● LISTED ENTRIES:
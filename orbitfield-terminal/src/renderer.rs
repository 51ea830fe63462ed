/// ASCII presentation of the scene framebuffer
use crossterm::{
    cursor,
    style::{Color, Print, ResetColor, SetForegroundColor},
    QueueableCommand,
};
use orbitfield_core::{FrameBuffer, Rgb, Shade};
use std::io::Write;

/// Character luminosity ramp for shading (darkest to lightest)
const LUMINOSITY_RAMP: &[char] = &['.', ':', '-', '=', '+', '*', '#', '%', '@'];

const PARTICLE_GLYPH: char = '\'';

/// Terminal renderer that turns shaded cells into colored characters
pub struct AsciiRenderer {
    frame: FrameBuffer,
}

impl AsciiRenderer {
    pub fn new(width: usize, height: usize) -> Self {
        Self {
            frame: FrameBuffer::new(width, height),
        }
    }

    pub fn resize(&mut self, width: usize, height: usize) {
        self.frame.resize(width, height);
    }

    pub fn frame(&self) -> &FrameBuffer {
        &self.frame
    }

    pub fn frame_mut(&mut self) -> &mut FrameBuffer {
        &mut self.frame
    }

    pub fn draw<W: Write>(
        &self,
        writer: &mut W,
        surface_color: Rgb,
        particle_color: Rgb,
    ) -> std::io::Result<()> {
        let mut current: Option<Rgb> = None;
        for y in 0..self.frame.height() {
            writer.queue(cursor::MoveTo(0, y as u16))?;
            for x in 0..self.frame.width() {
                let shade = self.frame.cell(x, y).unwrap_or(Shade::Empty);
                let (ch, color) = glyph(shade, surface_color, particle_color);

                // Only switch colors when the run changes
                if color.is_some() && color != current {
                    if let Some(Rgb { r, g, b }) = color {
                        writer.queue(SetForegroundColor(Color::Rgb { r, g, b }))?;
                    }
                    current = color;
                }
                writer.queue(Print(ch))?;
            }
        }
        writer.queue(ResetColor)?;
        Ok(())
    }
}

/// Glyph and foreground color for one cell; `None` color means blank.
pub fn glyph(shade: Shade, surface_color: Rgb, particle_color: Rgb) -> (char, Option<Rgb>) {
    match shade {
        Shade::Empty => (' ', None),
        Shade::Particle => (PARTICLE_GLYPH, Some(particle_color)),
        Shade::Surface(brightness) => {
            let brightness = brightness.clamp(0.0, 1.0);
            let index = (brightness * (LUMINOSITY_RAMP.len() - 1) as f32).round() as usize;
            let index = index.min(LUMINOSITY_RAMP.len() - 1);
            // Keep dim faces visible against the background
            let tint = 0.35 + 0.65 * brightness;
            (LUMINOSITY_RAMP[index], Some(surface_color.scaled(tint)))
        }
    }
}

● WORK INSTRUCTIONS: Exactly as shown above, write out all the records.

● EXERCISE OUTPUT:
filename orbitfield-terminal/src/renderer.rs
repository 51ea830fe63462ed
/// ASCII presentation of the scene framebuffer
use crossterm::{
    cursor,
    style::{Color, Print, ResetColor, SetForegroundColor},
    QueueableCommand,
};
use orbitfield_core::{FrameBuffer, Rgb, Shade};
use std::io::Write;

/// Character luminosity ramp for shading (darkest to lightest)
const LUMINOSITY_RAMP: &[char] = &['.', ':', '-', '=', '+', '*', '#', '%', '@'];

const PARTICLE_GLYPH: char = '\'';

/// Terminal renderer that turns shaded cells into colored characters
pub struct AsciiRenderer {
    frame: FrameBuffer,
}

impl AsciiRenderer {
    pub fn new(width: usize, height: usize) -> Self {
        Self {
            frame: FrameBuffer::new(width, height),
        }
    }

    pub fn resize(&mut self, width: usize, height: usize) {
        self.frame.resize(width, height);
    }

    pub fn frame(&self) -> &FrameBuffer {
        &self.frame
    }

    pub fn frame_mut(&mut self) -> &mut FrameBuffer {
        &mut self.frame
    }

    pub fn draw<W: Write>(
        &self,
        writer: &mut W,
        surface_color: Rgb,
        particle_color: Rgb,
    ) -> std::io::Result<()> {
        let mut current: Option<Rgb> = None;
        for y in 0..self.frame.height() {
            writer.queue(cursor::MoveTo(0, y as u16))?;
            for x in 0..self.frame.width() {
                let shade = self.frame.cell(x, y).unwrap_or(Shade::Empty);
                let (ch, color) = glyph(shade, surface_color, particle_color);

                // Only switch colors when the run changes
                if color.is_some() && color != current {
                    if let Some(Rgb { r, g, b }) = color {
                        writer.queue(SetForegroundColor(Color::Rgb { r, g, b }))?;
                    }
                    current = color;
                }
                writer.queue(Print(ch))?;
            }
        }
        writer.queue(ResetColor)?;
        Ok(())
    }
}

/// Glyph and foreground color for one cell; `None` color means blank.
pub fn glyph(shade: Shade, surface_color: Rgb, particle_color: Rgb) -> (char, Option<Rgb>) {
    match shade {
        Shade::Empty => (' ', None),
        Shade::Particle => (PARTICLE_GLYPH, Some(particle_color)),
        Shade::Surface(brightness) => {
            let brightness = brightness.clamp(0.0, 1.0);
            let index = (brightness * (LUMINOSITY_RAMP.len() - 1) as f32).round() as usize;
            let index = index.min(LUMINOSITY_RAMP.len() - 1);
            // Keep dim faces visible against the background
            let tint = 0.35 + 0.65 * brightness;
            (LUMINOSITY_RAMP[index], Some(surface_color.scaled(tint)))
        }
    }
}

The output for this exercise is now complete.